Ahora se han sentado las mujeres en círculo, con los niños en el regazo, sobre la hierba. Están cantando y los niños mueven las manos, sonríen, bostezan. Los pocos hombres que hemos llegado allí no nos atrevemos a inmiscuirnos, a romper el velo de magia que las mujeres han tejido con el rumor del viento en las acacias y los urapanes, con las alas de los copetones, con las hojas que caen girando desde las ramas. No nos atrevemos, nos sentimos torpes, intrusos.
Es un mundo femenino que ya no sabíamos que existía. Que la vida, aviesa, nos había borrado de la memoria. A todos los hombres la vida nos quitó los parques infantiles. Nos los ocultó mientras estábamos haciendo cosas que parecían importantísimas y que eran en realidad banales comparadas con los materiales finos, cristalinos e intemporales de los que está hecho el domo, el microcosmos de los niños y las mujeres en los parques.

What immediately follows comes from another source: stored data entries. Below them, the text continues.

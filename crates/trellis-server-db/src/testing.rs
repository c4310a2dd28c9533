// Copyright (c) 2025 Geoffrey Huntley <ghuntley@ghuntley.com>. All rights reserved.
// SPDX-License-Identifier: Proprietary

use sqlx::sqlite::SqlitePool;

use crate::schema::init_schema;

pub async fn create_test_pool() -> SqlitePool {
	SqlitePool::connect(":memory:").await.unwrap()
}

/// An in-memory pool with the full tenancy schema applied.
pub async fn create_tenancy_test_pool() -> SqlitePool {
	let pool = create_test_pool().await;
	init_schema(&pool).await.unwrap();
	pool
}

Cuando ya empiezan a pasar los días, poco a poco, somos menos aparatosos y torpes. Y entonces podemos tomar parte en una canción, en una ronda, en un primer intento al columpio y al rodadero. La felicidad es intensa porque los niños, las niñas, necesitan por primera vez de nuestros brazos, de nuestro aliento. ¡Estamos con ellos! ¡Pudimos estar! Pudimos entrar a su jardín mágico sin dañar sus rosas.

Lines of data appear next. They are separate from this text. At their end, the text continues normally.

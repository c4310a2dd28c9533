// Copyright (c) 2025 Geoffrey Huntley <ghuntley@ghuntley.com>. All rights reserved.
// SPDX-License-Identifier: Proprietary

//! Permission repository for database operations.
//!
//! Grants are the unit of mutation: one row per (tenant, operation) pair —
//! enforced by a unique constraint — with delegates managed through the
//! `permission_delegates` join table.

use async_trait::async_trait;
use chrono::Utc;
use sqlx::{sqlite::SqlitePool, Row};
use uuid::Uuid;

use trellis_tenancy::{GrantFilter, GrantStore};
use trellis_tenancy_core::{
	Operation, Permission, PermissionId, Result as TenancyResult, TenancyError, TenantId, UserId,
};

use crate::error::DbError;

/// Repository for permission grant database operations.
#[derive(Clone)]
pub struct PermissionRepository {
	pool: SqlitePool,
}

impl PermissionRepository {
	/// Create a new repository with the given pool.
	pub fn new(pool: SqlitePool) -> Self {
		Self { pool }
	}

	/// Create a new empty grant for a (tenant, operation) pair.
	///
	/// # Errors
	/// Returns `DbError::Conflict` if a grant already exists for the pair.
	#[tracing::instrument(skip(self), fields(tenant_id = %tenant, operation = %operation))]
	pub async fn create_grant(
		&self,
		tenant: &TenantId,
		operation: Operation,
	) -> Result<Permission, DbError> {
		let grant = Permission::new(*tenant, operation);
		sqlx::query(
			r#"
			INSERT INTO permissions (id, tenant_id, operation, created_at)
			VALUES (?, ?, ?, ?)
			"#,
		)
		.bind(grant.id.to_string())
		.bind(grant.tenant.to_string())
		.bind(grant.operation.code())
		.bind(grant.created_at.to_rfc3339())
		.execute(&self.pool)
		.await
		.map_err(|e| match &e {
			sqlx::Error::Database(db) if db.is_unique_violation() => {
				DbError::Conflict(format!("grant already exists for ({tenant}, {operation})"))
			}
			_ => DbError::Sqlx(e),
		})?;

		tracing::debug!(grant_id = %grant.id, "grant created");
		Ok(grant)
	}

	/// Get a grant by ID, delegates included.
	#[tracing::instrument(skip(self), fields(grant_id = %id))]
	pub async fn get_grant(&self, id: &PermissionId) -> Result<Option<Permission>, DbError> {
		let row = sqlx::query(
			r#"
			SELECT id, tenant_id, operation, created_at
			FROM permissions
			WHERE id = ?
			"#,
		)
		.bind(id.to_string())
		.fetch_optional(&self.pool)
		.await?;

		match row {
			Some(row) => Ok(Some(self.hydrate(&row).await?)),
			None => Ok(None),
		}
	}

	/// Get the grant for a (tenant, operation) pair, if one exists.
	#[tracing::instrument(skip(self), fields(tenant_id = %tenant, operation = %operation))]
	pub async fn get_grant_for(
		&self,
		tenant: &TenantId,
		operation: Operation,
	) -> Result<Option<Permission>, DbError> {
		let row = sqlx::query(
			r#"
			SELECT id, tenant_id, operation, created_at
			FROM permissions
			WHERE tenant_id = ? AND operation = ?
			"#,
		)
		.bind(tenant.to_string())
		.bind(operation.code())
		.fetch_optional(&self.pool)
		.await?;

		match row {
			Some(row) => Ok(Some(self.hydrate(&row).await?)),
			None => Ok(None),
		}
	}

	/// Find every grant matching the filter, delegates included.
	///
	/// Delegate filtering goes through the join table index rather than
	/// scanning grants.
	#[tracing::instrument(skip(self, filter))]
	pub async fn grants_matching(&self, filter: &GrantFilter) -> Result<Vec<Permission>, DbError> {
		let mut sql = String::from(
			"SELECT DISTINCT p.id, p.tenant_id, p.operation, p.created_at FROM permissions p",
		);
		if filter.delegate.is_some() {
			sql.push_str(" JOIN permission_delegates d ON d.permission_id = p.id");
		}

		let mut clauses = Vec::new();
		if filter.tenant.is_some() {
			clauses.push("p.tenant_id = ?");
		}
		if filter.operation.is_some() {
			clauses.push("p.operation = ?");
		}
		if filter.delegate.is_some() {
			clauses.push("d.user_id = ?");
		}
		if !clauses.is_empty() {
			sql.push_str(" WHERE ");
			sql.push_str(&clauses.join(" AND "));
		}

		let mut query = sqlx::query(&sql);
		if let Some(tenant) = &filter.tenant {
			query = query.bind(tenant.to_string());
		}
		if let Some(operation) = &filter.operation {
			query = query.bind(operation.code());
		}
		if let Some(delegate) = &filter.delegate {
			query = query.bind(delegate.to_string());
		}

		let rows = query.fetch_all(&self.pool).await?;
		let mut grants = Vec::with_capacity(rows.len());
		for row in &rows {
			grants.push(self.hydrate(row).await?);
		}
		Ok(grants)
	}

	/// Add a delegate to a grant. Adding an existing delegate is a no-op.
	///
	/// # Errors
	/// Returns `DbError::NotFound` if the grant does not exist.
	#[tracing::instrument(skip(self), fields(grant_id = %grant, user_id = %user))]
	pub async fn add_delegate(&self, grant: &PermissionId, user: &UserId) -> Result<(), DbError> {
		let exists: Option<(String,)> = sqlx::query_as("SELECT id FROM permissions WHERE id = ?")
			.bind(grant.to_string())
			.fetch_optional(&self.pool)
			.await?;
		if exists.is_none() {
			return Err(DbError::NotFound(format!("grant {grant}")));
		}

		sqlx::query(
			r#"
			INSERT OR IGNORE INTO permission_delegates (permission_id, user_id, created_at)
			VALUES (?, ?, ?)
			"#,
		)
		.bind(grant.to_string())
		.bind(user.to_string())
		.bind(Utc::now().to_rfc3339())
		.execute(&self.pool)
		.await?;

		tracing::debug!(grant_id = %grant, user_id = %user, "delegate added");
		Ok(())
	}

	/// Remove a delegate from a grant.
	///
	/// # Returns
	/// `true` if the delegate was present.
	#[tracing::instrument(skip(self), fields(grant_id = %grant, user_id = %user))]
	pub async fn remove_delegate(
		&self,
		grant: &PermissionId,
		user: &UserId,
	) -> Result<bool, DbError> {
		let result =
			sqlx::query("DELETE FROM permission_delegates WHERE permission_id = ? AND user_id = ?")
				.bind(grant.to_string())
				.bind(user.to_string())
				.execute(&self.pool)
				.await?;
		Ok(result.rows_affected() > 0)
	}

	/// Delete a grant and its delegate rows.
	///
	/// # Returns
	/// `true` if a grant row was deleted.
	#[tracing::instrument(skip(self), fields(grant_id = %id))]
	pub async fn delete_grant(&self, id: &PermissionId) -> Result<bool, DbError> {
		let mut tx = self.pool.begin().await?;
		sqlx::query("DELETE FROM permission_delegates WHERE permission_id = ?")
			.bind(id.to_string())
			.execute(&mut *tx)
			.await?;
		let result = sqlx::query("DELETE FROM permissions WHERE id = ?")
			.bind(id.to_string())
			.execute(&mut *tx)
			.await?;
		tx.commit().await?;

		Ok(result.rows_affected() > 0)
	}

	async fn hydrate(&self, row: &sqlx::sqlite::SqliteRow) -> Result<Permission, DbError> {
		let id_str: String = row.get("id");
		let tenant_str: String = row.get("tenant_id");
		let operation_str: String = row.get("operation");
		let created_at: String = row.get("created_at");

		let id = Uuid::parse_str(&id_str)
			.map_err(|e| DbError::Internal(format!("Invalid grant ID: {e}")))?;
		let tenant = Uuid::parse_str(&tenant_str)
			.map_err(|e| DbError::Internal(format!("Invalid tenant ID: {e}")))?;
		let operation = operation_str
			.parse::<Operation>()
			.map_err(|e| DbError::Internal(format!("Invalid operation: {e}")))?;

		let delegate_rows = sqlx::query(
			"SELECT user_id FROM permission_delegates WHERE permission_id = ? ORDER BY created_at",
		)
		.bind(&id_str)
		.fetch_all(&self.pool)
		.await?;
		let delegates = delegate_rows
			.iter()
			.map(|r| {
				let user_str: String = r.get("user_id");
				Uuid::parse_str(&user_str)
					.map(UserId::new)
					.map_err(|e| DbError::Internal(format!("Invalid delegate ID: {e}")))
			})
			.collect::<Result<Vec<UserId>, DbError>>()?;

		Ok(Permission {
			id: PermissionId::new(id),
			tenant: TenantId::new(tenant),
			operation,
			delegates,
			created_at: chrono::DateTime::parse_from_rfc3339(&created_at)
				.map_err(|e| DbError::Internal(format!("Invalid created_at: {e}")))?
				.with_timezone(&Utc),
		})
	}
}

#[async_trait]
impl GrantStore for PermissionRepository {
	async fn find_grants(&self, filter: &GrantFilter) -> TenancyResult<Vec<Permission>> {
		self.grants_matching(filter)
			.await
			.map_err(TenancyError::store)
	}
}

#[cfg(test)]
mod tests {
	use super::*;
	use crate::testing::create_tenancy_test_pool;

	async fn repo() -> PermissionRepository {
		PermissionRepository::new(create_tenancy_test_pool().await)
	}

	#[tokio::test]
	async fn create_and_get_roundtrip() {
		let repo = repo().await;
		let tenant = TenantId::generate();
		let grant = repo.create_grant(&tenant, Operation::Read).await.unwrap();

		let found = repo.get_grant(&grant.id).await.unwrap().unwrap();
		assert_eq!(found.tenant, tenant);
		assert_eq!(found.operation, Operation::Read);
		assert!(found.delegates.is_empty());
	}

	#[tokio::test]
	async fn duplicate_pair_is_a_conflict() {
		let repo = repo().await;
		let tenant = TenantId::generate();
		repo.create_grant(&tenant, Operation::Read).await.unwrap();

		assert!(matches!(
			repo.create_grant(&tenant, Operation::Read).await,
			Err(DbError::Conflict(_))
		));
		// A different operation on the same tenant is fine.
		repo.create_grant(&tenant, Operation::Update).await.unwrap();
	}

	#[tokio::test]
	async fn delegates_roundtrip() {
		let repo = repo().await;
		let grant = repo
			.create_grant(&TenantId::generate(), Operation::Read)
			.await
			.unwrap();
		let alice = UserId::generate();

		repo.add_delegate(&grant.id, &alice).await.unwrap();
		// Re-adding is a no-op, not an error.
		repo.add_delegate(&grant.id, &alice).await.unwrap();

		let found = repo.get_grant(&grant.id).await.unwrap().unwrap();
		assert_eq!(found.delegates, vec![alice]);

		assert!(repo.remove_delegate(&grant.id, &alice).await.unwrap());
		assert!(!repo.remove_delegate(&grant.id, &alice).await.unwrap());
	}

	#[tokio::test]
	async fn add_delegate_to_missing_grant_is_not_found() {
		let repo = repo().await;
		assert!(matches!(
			repo
				.add_delegate(&PermissionId::generate(), &UserId::generate())
				.await,
			Err(DbError::NotFound(_))
		));
	}

	#[tokio::test]
	async fn filters_by_tenant_operation_and_delegate() {
		let repo = repo().await;
		let tenant_a = TenantId::generate();
		let tenant_b = TenantId::generate();
		let alice = UserId::generate();

		let read_a = repo.create_grant(&tenant_a, Operation::Read).await.unwrap();
		repo.create_grant(&tenant_a, Operation::Update).await.unwrap();
		repo.create_grant(&tenant_b, Operation::Read).await.unwrap();
		repo.add_delegate(&read_a.id, &alice).await.unwrap();

		let by_tenant = repo
			.grants_matching(&GrantFilter::new().for_tenant(tenant_a))
			.await
			.unwrap();
		assert_eq!(by_tenant.len(), 2);

		let by_operation = repo
			.grants_matching(&GrantFilter::new().for_operation(Operation::Read))
			.await
			.unwrap();
		assert_eq!(by_operation.len(), 2);

		let by_delegate = repo
			.grants_matching(&GrantFilter::new().for_delegate(alice))
			.await
			.unwrap();
		assert_eq!(by_delegate.len(), 1);
		assert_eq!(by_delegate[0].id, read_a.id);

		let combined = repo
			.grants_matching(
				&GrantFilter::new()
					.for_tenant(tenant_b)
					.for_operation(Operation::Read)
					.for_delegate(alice),
			)
			.await
			.unwrap();
		assert!(combined.is_empty());
	}

	#[tokio::test]
	async fn delete_grant_removes_delegate_rows() {
		let repo = repo().await;
		let grant = repo
			.create_grant(&TenantId::generate(), Operation::Delete)
			.await
			.unwrap();
		repo.add_delegate(&grant.id, &UserId::generate()).await.unwrap();

		assert!(repo.delete_grant(&grant.id).await.unwrap());
		assert!(!repo.delete_grant(&grant.id).await.unwrap());

		let rows: (i64,) =
			sqlx::query_as("SELECT COUNT(*) FROM permission_delegates WHERE permission_id = ?")
				.bind(grant.id.to_string())
				.fetch_one(&repo.pool)
				.await
				.unwrap();
		assert_eq!(rows.0, 0);
	}
}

Ahora voy con menos temor a los parques infantiles, ahora que envejezco y han llegado los nietos. He aprendido un poco a dejar que el tiempo de los parques se deslice suavemente por mi corazón y mi espalda, como hacen las mujeres que cuidan a los niños hace milenios. Ya aprendí a no tener prisa, ni ansia, y a oír con atención los gorjeos y las canciones, mientras los días van alargando los cabellos tibios y los brazos de los chiquitos.
Las mujeres son sabias. En silencio han construido el mundo de los parques y los niños. Mientras nosotros estábamos creyendo que teníamos que estar en otra parte. Ah, porfiados; ah, perdidos en la oscuridad. Nos miran con clemencia cuando recién llegamos, cuando recién sabemos lo que ellas han sabido desde hace siglos.
Que el tiempo de los parques y los niños y las mujeres pasa más despacio, porque es precioso e impostergable.